“God's children are not for sale."
This is a quote used by Jim Caviezel's Tim Ballard in “Sound of Freedom,” which has a cliched title, but it has so much to say and the execution of the material feels so committed by Caviezel and the rest of the cast. This is a film that could've easily been shameless and manipulative in its approach, but instead of choosing to be sermonizing, it focuses on what a movie of this sort should do: Telling a story. In that regard, the movie works well not only for its target audience but it also aspires to a higher level of filmmaking that a lot of films aim for and generally miss.
As mentioned in this true story, Caviezel plays Tim Ballard, a government agent working for Homeland Security. He's rescued 288 children from pedophiles and while he's accustomed to the work, some of his partners aren't.
He gets a tip that a number of children have been kidnapped for human trafficking under the guise of a children's modeling agency and they've been shipped down to Colombia. Ballard wants to assemble a team to help him locate and rescue the children, but his superiors refuse to get involved. The stakes are just too great and the chances of finding these kids are slim to none.
Ballard decides to operate outside his jurisdiction and he enlists the help of a man who goes by Vampiro (Bill Camp), who has the right level of expertise he needs. There's good chemistry between the two as Camp provides Caviezel with all the intel and resources necessary and Camp's character gives the film a welcome need of occasional jocularity in this gripping mission.
Ballard is determined to see that these kids and in particular a brother and sister get reunited with their father.
The movie takes a great deal of interest in concentrating on this brother-sister relationship and while this element could've been played out to the max in terms of being sappy, there's something authentic at its core that makes us care if this family gets reunited.
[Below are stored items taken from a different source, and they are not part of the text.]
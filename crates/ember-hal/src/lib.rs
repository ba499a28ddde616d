//! # EMBER Hardware Interface Layer
//!
//! The seams between the chip-agnostic fault engine and a concrete
//! memory-controller generation:
//!
//! - [`mmio::McRegisters`] - the register-space transport boundary
//! - [`chip::ChipOps`] - the per-generation capability set, installed
//!   once for the process lifetime
//! - [`regs`] - the fixed fault-status field layout shared by all
//!   generations
//!
//! No hardware is touched here; generation crates implement the traits
//! and the platform supplies the transport.

#![no_std]
#![deny(unsafe_op_in_unsafe_fn)]
#![warn(missing_docs)]

// =============================================================================
// MODULE EXPORTS
// =============================================================================

pub mod chip;
pub mod mmio;
pub mod regs;

// Re-exports for convenience
pub use chip::{
    ChipOps, DiagnosticsView, FaultReport, IntrDescriptions, INTR_SLOTS, MAX_DESCRIPTION_LEN,
};
pub use mmio::{McRegisters, READ_FAILED};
Not to mention, this case takes Ballard away from his own family, especially his wife (Mira Sorvino) who has very few scenes.
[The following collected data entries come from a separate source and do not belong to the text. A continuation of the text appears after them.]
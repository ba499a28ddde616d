//! # T124 Report Rendering
//!
//! Wording and layout of fault reports and the diagnostics table for
//! the T124 generation. The engine decides *whether* to render; these
//! functions decide *how*.

use core::fmt;

use ember_hal::{DiagnosticsView, FaultReport, READ_FAILED};

// =============================================================================
// FAULT REPORTS
// =============================================================================

/// Emit one decoded fault to the log
pub fn render(r: &FaultReport<'_>) {
    log::error!("({}) {}: {}", r.client.swgroup, r.client.name, r.desc.msg);

    let status = match r.status {
        // Message-only fault, nothing further to print.
        None => return,
        Some(s) if s == READ_FAILED => {
            log::error!("  status read failed");
            return;
        }
        Some(s) => s,
    };

    match (r.second_status, r.addr) {
        (Some(second), _) => {
            log::error!("  status = {:#010x}; status2 = {:#010x}", status, second);
        }
        (None, Some(addr)) => {
            log::error!("  status = {:#010x}; addr = {}", status, addr);
        }
        (None, None) => {
            log::error!("  status = {:#010x}", status);
        }
    }

    let secure = if r.secure { "yes" } else { "no" };
    let access = if r.write { "write" } else { "read" };
    match r.smmu_context {
        Some(ctx) => {
            log::error!(
                "  secure: {}, access-type: {}, smmu context: {}",
                secure,
                access,
                ctx
            );
        }
        None => log::error!("  secure: {}, access-type: {}", secure, access),
    }
}

// =============================================================================
// DIAGNOSTICS
// =============================================================================

/// Render the cumulative diagnostics table into a sink
pub fn render_diagnostics(view: &DiagnosticsView<'_>, sink: &mut dyn fmt::Write) -> fmt::Result {
    writeln!(sink, "{:<16} {:<12} {:>8}", "client", "swgroup", "faults")?;
    writeln!(sink, "--------------------------------------")?;
    for (client, count) in view.clients_with_counts() {
        if count == 0 {
            continue;
        }
        writeln!(sink, "{:<16} {:<12} {:>8}", client.name, client.swgroup, count)?;
    }
    if view.unknown_client_count() != 0 {
        writeln!(
            sink,
            "{:<16} {:<12} {:>8}",
            "unknown",
            "-",
            view.unknown_client_count()
        )?;
    }

    writeln!(sink)?;
    writeln!(sink, "fault signature throttle:")?;
    for (desc, count) in view.faults_with_counts() {
        if count == 0 {
            continue;
        }
        writeln!(sink, "  {}: {}", desc.msg, count)?;
    }
    if view.unknown_fault_count() != 0 {
        writeln!(sink, "  unknown fault: {}", view.unknown_fault_count())?;
    }

    writeln!(sink)?;
    writeln!(sink, "arb interval average: {} ns", view.arb_average_ns)
}

#[cfg(test)]
mod tests {
    use super::*;
    use crate::tables;
    use alloc::string::String;

    #[test]
    fn test_diagnostics_layout() {
        let mut client_counts = [0u64; 60];
        client_counts[40] = 3; // gpusrd
        client_counts[59] = 1; // unknown slot
        let throttle_counts = [7u32; 13];

        let view = DiagnosticsView {
            clients: &tables::CLIENTS,
            client_counts: &client_counts,
            faults: &tables::FAULTS,
            throttle_counts: &throttle_counts,
            arb_average_ns: 125_000,
        };

        let mut out = String::new();
        render_diagnostics(&view, &mut out).unwrap();

        assert!(out.contains("gpusrd"));
        assert!(out.contains("unknown"));
        assert!(out.contains("EMEM address decode error: 7"));
        assert!(out.contains("unknown fault: 7"));
        assert!(out.contains("arb interval average: 125000 ns"));
        // Clients that never faulted stay out of the table.
        assert!(!out.contains("ptcr"));
    }
}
“Sound of Freedom” is directed and acted with a lot of competency and reverence for its subject matter. There have been some debates on whether the movie is accurate to the actual case. I know that in a lot of films based on true events, many liberties are taken in order to make the film much more compelling. “Sound of Freedom” is no different. However, what surprised me was how involved I got in the story.
The movie pulls no punches on the devastating effects human trafficking has not only on the child victims, but also on the people who are sent to save them. Some want to give up after one case while others such as Ballard are shown as persistent in their ideals that no child should be exposed to such harrowing circumstances. Some scenes will be extremely difficult to sit through for its target audience.
Give credit to Caviezel for humanizing this character and not making him one-note. We can see clearly he plays Ballard as matter-of-fact and direct but not without a semblance of compassion to go along with his strong will. It may go right up there with his level of commitment of playing Jesus in “The Passion of the Christ.”
The movie is filled with realistic tension and palpable suspense despite the fact that we know its inevitable conclusion, but the journey Caviezel and the filmmakers take is one that is more absorbing and even inspiring than I expected it to be.
“Sound of Freedom” succeeds in not only making an expertly made film, but also shedding light on a disturbing issue with dignity.
(Rated PG-13 for thematic content involving sex trafficking, violence, language, sexual references, some drug references and smoking throughout.)